-------- GIVEN DATA

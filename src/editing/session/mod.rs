// Copyright 2025 the Pixelpen Authors
// SPDX-License-Identifier: Apache-2.0

//! Edit session - the document state the tools work on

mod hit_testing;
mod path_editing;

pub use path_editing::nudge_amount;

use super::repaint::{NoRepaint, RepaintSink};
use super::undo::{Edit, EditHistory, EditLog};
use super::viewport::{ViewPort, ViewTransform};
use super::EditType;
use crate::brush::{BrushContext, MarkRecorder, StrokeHistory};
use crate::config::Config;
use crate::path::{Path, Tolerances};
use anyhow::{Context, Result};
use kurbo::{Affine, BezPath, Point, Rect, Size};
use std::path::Path as FsPath;

/// Editing session for one image.
///
/// Holds the active path (if any), the view that maps it onto the
/// screen, and the collaborators that receive undo records and repaint
/// requests. Tools get `&mut EditSession` for every event.
#[derive(Debug)]
pub struct EditSession {
    /// The active pen path
    pub path: Option<Path>,

    /// Component <-> image mapping
    pub viewport: ViewPort,

    /// Image size in pixels, used by mirrored brushes
    pub canvas: Size,

    pub config: Config,

    /// Marks painted on the active layer
    pub layer: MarkRecorder,

    /// Points visited by connect-brush strokes, shared by all replicas
    pub stroke_history: StrokeHistory,

    /// Whether the path was drawn with the pen rather than imported.
    /// Decides how handle types are prepared for node editing.
    pub built_interactively: bool,

    history: Box<dyn EditHistory>,
    repaint: Box<dyn RepaintSink>,
}

impl EditSession {
    /// Session with an in-memory history and no repaint target
    pub fn new(config: Config, canvas: Size) -> Self {
        Self::with_collaborators(config, canvas, Box::new(EditLog::new()), Box::new(NoRepaint))
    }

    pub fn with_collaborators(
        config: Config,
        canvas: Size,
        history: Box<dyn EditHistory>,
        repaint: Box<dyn RepaintSink>,
    ) -> Self {
        Self {
            path: None,
            viewport: ViewPort::default(),
            canvas,
            config,
            layer: MarkRecorder::new(),
            stroke_history: StrokeHistory::new(),
            built_interactively: true,
            history,
            repaint,
        }
    }

    pub fn has_path(&self) -> bool {
        self.path.is_some()
    }

    pub fn tolerances(&self) -> Tolerances {
        self.config.path.tolerances
    }

    pub fn handle_radius(&self) -> f64 {
        self.config.path.handle_radius
    }

    pub fn to_image(&self, co: Point) -> Point {
        self.viewport.component_to_image(co)
    }

    pub fn to_component(&self, im: Point) -> Point {
        self.viewport.image_to_component(im)
    }

    /// Paint target and shared stroke state for one brush call
    pub fn brush_context(&mut self) -> BrushContext<'_> {
        BrushContext {
            target: &mut self.layer,
            history: &mut self.stroke_history,
        }
    }

    // ===== Collaborators =====

    /// Immutable copy of the current path for an undo record
    pub fn snapshot(&self) -> Option<Path> {
        self.path.as_ref().map(Path::deep_copy)
    }

    /// Record a path edit whose "before" state was captured earlier; the
    /// "after" state is taken now.
    pub fn record_path_edit(&mut self, kind: EditType, before: Option<Path>) {
        let after = self.snapshot();
        self.history.record_edit(Edit::Path { kind, before, after });
    }

    pub fn record_edit(&mut self, edit: Edit) {
        self.history.record_edit(edit);
    }

    pub fn request_repaint(&mut self, region: Rect) {
        self.repaint.request_repaint(region);
    }

    /// Repaint the area covered by the path and its handles
    pub fn repaint_path(&mut self) {
        let radius = self.handle_radius();
        if let Some(bounds) = self.path.as_ref().and_then(Path::co_repaint_bounds) {
            self.repaint.request_repaint(bounds.inflate(radius, radius));
        }
    }

    // ===== Coordinate changes =====

    /// Replace the view (zoom, pan, rotation) and refresh component
    /// coordinates
    pub fn set_view(&mut self, viewport: ViewPort) {
        self.viewport = viewport;
        if let Some(path) = &mut self.path {
            path.sync_co(&self.viewport);
        }
        self.repaint_path();
    }

    /// Follow a transform of the image itself (crop, rotate, resize)
    pub fn image_transformed(&mut self, affine: Affine, canvas: Size) {
        self.canvas = canvas;
        if let Some(path) = &mut self.path {
            path.im_coords_changed(affine, &self.viewport);
        }
        self.repaint_path();
    }

    // ===== Path import and persistence =====

    /// Add an outline to the path, e.g. one converted from a selection
    pub fn import_shape(&mut self, shape: &BezPath) {
        let tol = self.tolerances();
        let imported = Path::from_bez_path(shape, &self.viewport, &tol);
        if imported.is_empty() {
            tracing::warn!("import produced no usable subpaths");
            return;
        }
        let before = self.snapshot();
        match &mut self.path {
            Some(path) => path.append(imported),
            None => self.path = Some(imported),
        }
        self.built_interactively = false;
        self.record_path_edit(EditType::ImportShape, before);
        self.repaint_path();
    }

    pub fn path_to_json(&self) -> Result<String> {
        match &self.path {
            Some(path) => Ok(path.to_json()?),
            None => Ok(Path::new().to_json()?),
        }
    }

    pub fn load_path_json(&mut self, json: &str) -> Result<()> {
        let path = Path::from_json(json, &self.viewport).context("failed to read path document")?;
        self.path = (!path.is_empty()).then_some(path);
        self.built_interactively = false;
        self.repaint_path();
        Ok(())
    }

    pub fn save_path(&self, file: &FsPath) -> Result<()> {
        let json = self.path_to_json()?;
        std::fs::write(file, json).with_context(|| format!("failed to write {}", file.display()))?;
        tracing::info!("saved path to {}", file.display());
        Ok(())
    }

    pub fn load_path(&mut self, file: &FsPath) -> Result<()> {
        let json = std::fs::read_to_string(file).with_context(|| format!("failed to read {}", file.display()))?;
        self.load_path_json(&json)
            .with_context(|| format!("failed to load {}", file.display()))
    }
}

----------------

Write an exact transcription of every entry above.

WRITTEN REPLY —
filename src/editing/session/mod.rs
// Copyright 2025 the Pixelpen Authors
// SPDX-License-Identifier: Apache-2.0

//! Edit session - the document state the tools work on

mod hit_testing;
mod path_editing;

pub use path_editing::nudge_amount;

use super::repaint::{NoRepaint, RepaintSink};
use super::undo::{Edit, EditHistory, EditLog};
use super::viewport::{ViewPort, ViewTransform};
use super::EditType;
use crate::brush::{BrushContext, MarkRecorder, StrokeHistory};
use crate::config::Config;
use crate::path::{Path, Tolerances};
use anyhow::{Context, Result};
use kurbo::{Affine, BezPath, Point, Rect, Size};
use std::path::Path as FsPath;

/// Editing session for one image.
///
/// Holds the active path (if any), the view that maps it onto the
/// screen, and the collaborators that receive undo records and repaint
/// requests. Tools get `&mut EditSession` for every event.
#[derive(Debug)]
pub struct EditSession {
    /// The active pen path
    pub path: Option<Path>,

    /// Component <-> image mapping
    pub viewport: ViewPort,

    /// Image size in pixels, used by mirrored brushes
    pub canvas: Size,

    pub config: Config,

    /// Marks painted on the active layer
    pub layer: MarkRecorder,

    /// Points visited by connect-brush strokes, shared by all replicas
    pub stroke_history: StrokeHistory,

    /// Whether the path was drawn with the pen rather than imported.
    /// Decides how handle types are prepared for node editing.
    pub built_interactively: bool,

    history: Box<dyn EditHistory>,
    repaint: Box<dyn RepaintSink>,
}

impl EditSession {
    /// Session with an in-memory history and no repaint target
    pub fn new(config: Config, canvas: Size) -> Self {
        Self::with_collaborators(config, canvas, Box::new(EditLog::new()), Box::new(NoRepaint))
    }

    pub fn with_collaborators(
        config: Config,
        canvas: Size,
        history: Box<dyn EditHistory>,
        repaint: Box<dyn RepaintSink>,
    ) -> Self {
        Self {
            path: None,
            viewport: ViewPort::default(),
            canvas,
            config,
            layer: MarkRecorder::new(),
            stroke_history: StrokeHistory::new(),
            built_interactively: true,
            history,
            repaint,
        }
    }

    pub fn has_path(&self) -> bool {
        self.path.is_some()
    }

    pub fn tolerances(&self) -> Tolerances {
        self.config.path.tolerances
    }

    pub fn handle_radius(&self) -> f64 {
        self.config.path.handle_radius
    }

    pub fn to_image(&self, co: Point) -> Point {
        self.viewport.component_to_image(co)
    }

    pub fn to_component(&self, im: Point) -> Point {
        self.viewport.image_to_component(im)
    }

    /// Paint target and shared stroke state for one brush call
    pub fn brush_context(&mut self) -> BrushContext<'_> {
        BrushContext {
            target: &mut self.layer,
            history: &mut self.stroke_history,
        }
    }

    // ===== Collaborators =====

    /// Immutable copy of the current path for an undo record
    pub fn snapshot(&self) -> Option<Path> {
        self.path.as_ref().map(Path::deep_copy)
    }

    /// Record a path edit whose "before" state was captured earlier; the
    /// "after" state is taken now.
    pub fn record_path_edit(&mut self, kind: EditType, before: Option<Path>) {
        let after = self.snapshot();
        self.history.record_edit(Edit::Path { kind, before, after });
    }

    pub fn record_edit(&mut self, edit: Edit) {
        self.history.record_edit(edit);
    }

    pub fn request_repaint(&mut self, region: Rect) {
        self.repaint.request_repaint(region);
    }

    /// Repaint the area covered by the path and its handles
    pub fn repaint_path(&mut self) {
        let radius = self.handle_radius();
        if let Some(bounds) = self.path.as_ref().and_then(Path::co_repaint_bounds) {
            self.repaint.request_repaint(bounds.inflate(radius, radius));
        }
    }

    // ===== Coordinate changes =====

    /// Replace the view (zoom, pan, rotation) and refresh component
    /// coordinates
    pub fn set_view(&mut self, viewport: ViewPort) {
        self.viewport = viewport;
        if let Some(path) = &mut self.path {
            path.sync_co(&self.viewport);
        }
        self.repaint_path();
    }

    /// Follow a transform of the image itself (crop, rotate, resize)
    pub fn image_transformed(&mut self, affine: Affine, canvas: Size) {
        self.canvas = canvas;
        if let Some(path) = &mut self.path {
            path.im_coords_changed(affine, &self.viewport);
        }
        self.repaint_path();
    }

    // ===== Path import and persistence =====

    /// Add an outline to the path, e.g. one converted from a selection
    pub fn import_shape(&mut self, shape: &BezPath) {
        let tol = self.tolerances();
        let imported = Path::from_bez_path(shape, &self.viewport, &tol);
        if imported.is_empty() {
            tracing::warn!("import produced no usable subpaths");
            return;
        }
        let before = self.snapshot();
        match &mut self.path {
            Some(path) => path.append(imported),
            None => self.path = Some(imported),
        }
        self.built_interactively = false;
        self.record_path_edit(EditType::ImportShape, before);
        self.repaint_path();
    }

    pub fn path_to_json(&self) -> Result<String> {
        match &self.path {
            Some(path) => Ok(path.to_json()?),
            None => Ok(Path::new().to_json()?),
        }
    }

    pub fn load_path_json(&mut self, json: &str) -> Result<()> {
        let path = Path::from_json(json, &self.viewport).context("failed to read path document")?;
        self.path = (!path.is_empty()).then_some(path);
        self.built_interactively = false;
        self.repaint_path();
        Ok(())
    }

    pub fn save_path(&self, file: &FsPath) -> Result<()> {
        let json = self.path_to_json()?;
        std::fs::write(file, json).with_context(|| format!("failed to write {}", file.display()))?;
        tracing::info!("saved path to {}", file.display());
        Ok(())
    }

    pub fn load_path(&mut self, file: &FsPath) -> Result<()> {
        let json = std::fs::read_to_string(file).with_context(|| format!("failed to read {}", file.display()))?;
        self.load_path_json(&json)
            .with_context(|| format!("failed to load {}", file.display()))
    }
}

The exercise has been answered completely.